DIRECTIONS FOR THIS TASK ▸ Please return every line in the following data that includes the string "fitting".

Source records
fn growth(deficit: i64) -> Result<u32> {
    debug_assert!(deficit > 0);
    u32::try_from(deficit).map_err(|_| {
        GridError::OutOfRange(format!(
            "required growth of {deficit} rows/columns exceeds the supported grid size"
        ))
    })
}

/// Classify one axis of a placement request and resolve it against the
/// near- and far-edge policies.
fn resolve_axis(
    start: i64,
    span: u32,
    len: u32,
    near: BoundaryPolicy,
    far: BoundaryPolicy,
    label: AxisLabel,
) -> Result<AxisOutcome> {
    let len_i = i64::from(len);
    let span_i = i64::from(span);
    let end = start + span_i - 1;

    if end < 0 {
        // Case 1: entirely before the near edge.
        match near {
            BoundaryPolicy::Fixed => Err(label.outside()),
            BoundaryPolicy::Clipping => Ok(AxisOutcome::FullyClipped),
            BoundaryPolicy::Grow => {
                let mut fit = AxisFit::fitting(0, span_i - 1);
                fit.grow_near = growth(-start)?;
                Ok(AxisOutcome::Fit(fit))
            }
        }
    } else if start < 0 {
        if end < len_i {
            // Case 2: overhangs the near edge only.
            match near {
                BoundaryPolicy::Fixed => Err(if span > len {
                    label.too_many(span, len)
                } else {
                    label.between(span, len)
                }),
                BoundaryPolicy::Clipping => {
                    let mut fit = AxisFit::fitting(0, end);
                    fit.truncated = true;
                    Ok(AxisOutcome::Fit(fit))
                }
                BoundaryPolicy::Grow => {
                    let mut fit = AxisFit::fitting(0, span_i - 1);
                    fit.grow_near = growth(-start)?;
                    Ok(AxisOutcome::Fit(fit))
                }
            }
        } else {
            // Case 3: overhangs both edges. Resolve the near edge first,
            // then the far edge against the (possibly grown) length.
            let mut fit = AxisFit::fitting(start, end);
            let mut len_now = len_i;
            match near {
                BoundaryPolicy::Fixed => return Err(label.too_many(span, len)),
                BoundaryPolicy::Clipping => {
                    fit.start = 0;
                    fit.truncated = true;
                }
                BoundaryPolicy::Grow => {
                    fit.grow_near = growth(-start)?;
                    len_now += i64::from(fit.grow_near);
                    fit.start = 0;
                    fit.end = span_i - 1;
                }
            }
            if fit.end >= len_now {
                match far {
                    BoundaryPolicy::Fixed => return Err(label.too_many(span, len)),
                    BoundaryPolicy::Clipping => {
                        fit.end = len_now - 1;
                        fit.truncated = true;
                    }
                    BoundaryPolicy::Grow => {
                        fit.grow_far = growth(fit.end - len_now + 1)?;
                    }
                }
            }
            Ok(AxisOutcome::Fit(fit))
        }
    } else if start < len_i {
        if end < len_i {
            // Case 4: no edge interaction.
            Ok(AxisOutcome::Fit(AxisFit::fitting(start, end)))
        } else {
            // Case 5: overflows the far edge only.
            match far {
                BoundaryPolicy::Fixed => Err(if span > len {
                    label.too_many(span, len)
                } else {
                    label.between(span, len)
                }),
                BoundaryPolicy::Clipping => {
                    let mut fit = AxisFit::fitting(start, len_i - 1);
                    fit.truncated = true;
                    Ok(AxisOutcome::Fit(fit))
                }
                BoundaryPolicy::Grow => {
                    let mut fit = AxisFit::fitting(start, end);
                    fit.grow_far = growth(end - len_i + 1)?;
                    Ok(AxisOutcome::Fit(fit))
                }
            }
        }
    } else {
        // Case 6: entirely beyond the far edge.
        match far {
            BoundaryPolicy::Fixed => Err(label.outside()),
            BoundaryPolicy::Clipping => Ok(AxisOutcome::FullyClipped),
            BoundaryPolicy::Grow => {
                let mut fit = AxisFit::fitting(start, end);
                fit.grow_far = growth(end - len_i + 1)?;
                Ok(AxisOutcome::Fit(fit))
            }
        }
    }
}

impl Grid {
    /// Insert a cell at the given logical anchor.
    ///
    /// The request is resolved per axis against the edge policies (see the
    /// module docs for the case matrix), after which the covered rectangle
    /// is checked for conflicts with already-placed cells. On success every
    /// covered position references the cell, with only the anchor visible,
    /// and the returned [`Placement`] reports where the cell actually
    /// landed — which may differ from the request when clipping shifted or
    /// truncated it.
    ///
    /// Returns `Ok(None)` when clipping removed the cell entirely; the grid
    /// is unchanged and the cell is dropped.
    ///
    /// # Errors
    ///
    /// [`GridError::OutOfRange`] when a fixed boundary refuses the request,
    /// [`GridError::Conflict`] when the rectangle overlaps a placed cell.
    /// Either way the grid is left untouched.
    pub fn set_cell(&mut self, mut cell: Cell, row: i64, col: i64) -> Result<Option<Placement>> {
        let row_fit = match self.resolve_rows(&cell, row)? {
            AxisOutcome::FullyClipped => return Ok(None),
            AxisOutcome::Fit(fit) => fit,
        };
        let col_fit = match self.resolve_cols(&cell, col)? {
            AxisOutcome::FullyClipped => return Ok(None),
            AxisOutcome::Fit(fit) => fit,
        };

        // Conflicts are detected after policy resolution but before any
        // growth is applied, so a refused placement leaves the grid
        // untouched.
        self.check_conflicts(row_fit, col_fit)?;

        if row_fit.grow_near > 0 {
            self.grow(Edge::Top, row_fit.grow_near)?;
        }
        if row_fit.grow_far > 0 {
            self.grow(Edge::Bottom, row_fit.grow_far)?;
        }
        if col_fit.grow_near > 0 {
            self.grow(Edge::Left, col_fit.grow_near)?;
        }
        if col_fit.grow_far > 0 {
            self.grow(Edge::Right, col_fit.grow_far)?;
        }

        let modified = row_fit.truncated || col_fit.truncated;
        if modified {
            cell.set_row_span(row_fit.span());
            cell.set_col_span(col_fit.span());
        }

        let id = self.arena_push(cell);
        for r in row_fit.start..=row_fit.end {
            for c in col_fit.start..=col_fit.end {
                self.set_slot(
                    to_index(r),
                    to_index(c),
                    Slot {
                        cell: Some(id),
                        visible: false,
                    },
                );
            }
        }
        // Only the anchor remains visible; all other covered positions are
        // hidden.
        self.set_slot(
            to_index(row_fit.start),
            to_index(col_fit.start),
            Slot {
                cell: Some(id),
                visible: true,
            },
        );

        let placement = Placement {
            row: row_fit.start + self.row0(),
            col: col_fit.start + self.col0(),
            row_end: row_fit.end + self.row0(),
            col_end: col_fit.end + self.col0(),
            modified,
        };

        #[cfg(feature = "tracing")]
        tracing::trace!(
            row = placement.row,
            col = placement.col,
            row_end = placement.row_end,
            col_end = placement.col_end,
            modified = placement.modified,
            "cell placed"
        );

        Ok(Some(placement))
    }

    /// Probe whether a cell could be placed at the given anchor, without
    /// mutating the grid.
    ///
    /// Runs the same per-axis policy resolution and conflict scan as
    /// [`Grid::set_cell`] and reports the outcome as a [`CanPlace`].
    pub fn can_set_cell(&self, cell: &Cell, row: i64, col: i64) -> CanPlace {
        let row_fit = match self.resolve_rows(cell, row) {
            Err(_) => return CanPlace::No,
            Ok(AxisOutcome::FullyClipped) => return CanPlace::FullyClipped,
            Ok(AxisOutcome::Fit(fit)) => fit,
        };
        let col_fit = match self.resolve_cols(cell, col) {
            Err(_) => return CanPlace::No,
            Ok(AxisOutcome::FullyClipped) => return CanPlace::FullyClipped,
            Ok(AxisOutcome::Fit(fit)) => fit,
        };
        if self.check_conflicts(row_fit, col_fit).is_err() {
            CanPlace::No
        } else {
            CanPlace::Yes
        }
    }

    fn resolve_rows(&self, cell: &Cell, row: i64) -> Result<AxisOutcome> {
        resolve_axis(
            row - self.row0(),
            cell.row_span(),
            self.row_number(),
            self.boundary_policy(Edge::Top),
            self.boundary_policy(Edge::Bottom),
            AxisLabel {
                word: "row",
                origin: self.row0(),
            },
        )
    }

    fn resolve_cols(&self, cell: &Cell, col: i64) -> Result<AxisOutcome> {
        resolve_axis(
            col - self.col0(),
            cell.col_span(),
            self.col_number(),
            self.boundary_policy(Edge::Left),
            self.boundary_policy(Edge::Right),
            AxisLabel {
                word: "col",
                origin: self.col0(),
            },
        )
    }

    /// Scan the part of the resolved rectangle that overlaps the current
    /// matrix for already-placed cells.
    fn check_conflicts(&self, row_fit: AxisFit, col_fit: AxisFit) -> Result<()> {
        let Some((r_lo, r_hi)) = row_fit.preexisting_range(self.row_number()) else {
            return Ok(());
        };
        let Some((c_lo, c_hi)) = col_fit.preexisting_range(self.col_number()) else {
            return Ok(());
        };
        for r in r_lo..=r_hi {
            for c in c_lo..=c_hi {
                if self.slot(to_index(r), to_index(c)).cell.is_some() {
                    return Err(GridError::Conflict {
                        row: r + self.row0(),
                        col: c + self.col0(),
                    });
                }
            }
        }
        Ok(())
    }
}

SOLUTION TO THIS PROBLEM ▸
                let mut fit = AxisFit::fitting(0, span_i - 1);
                    let mut fit = AxisFit::fitting(0, end);
                    let mut fit = AxisFit::fitting(0, span_i - 1);
            let mut fit = AxisFit::fitting(start, end);
            Ok(AxisOutcome::Fit(AxisFit::fitting(start, end)))
                    let mut fit = AxisFit::fitting(start, len_i - 1);
                    let mut fit = AxisFit::fitting(start, end);
                let mut fit = AxisFit::fitting(start, end);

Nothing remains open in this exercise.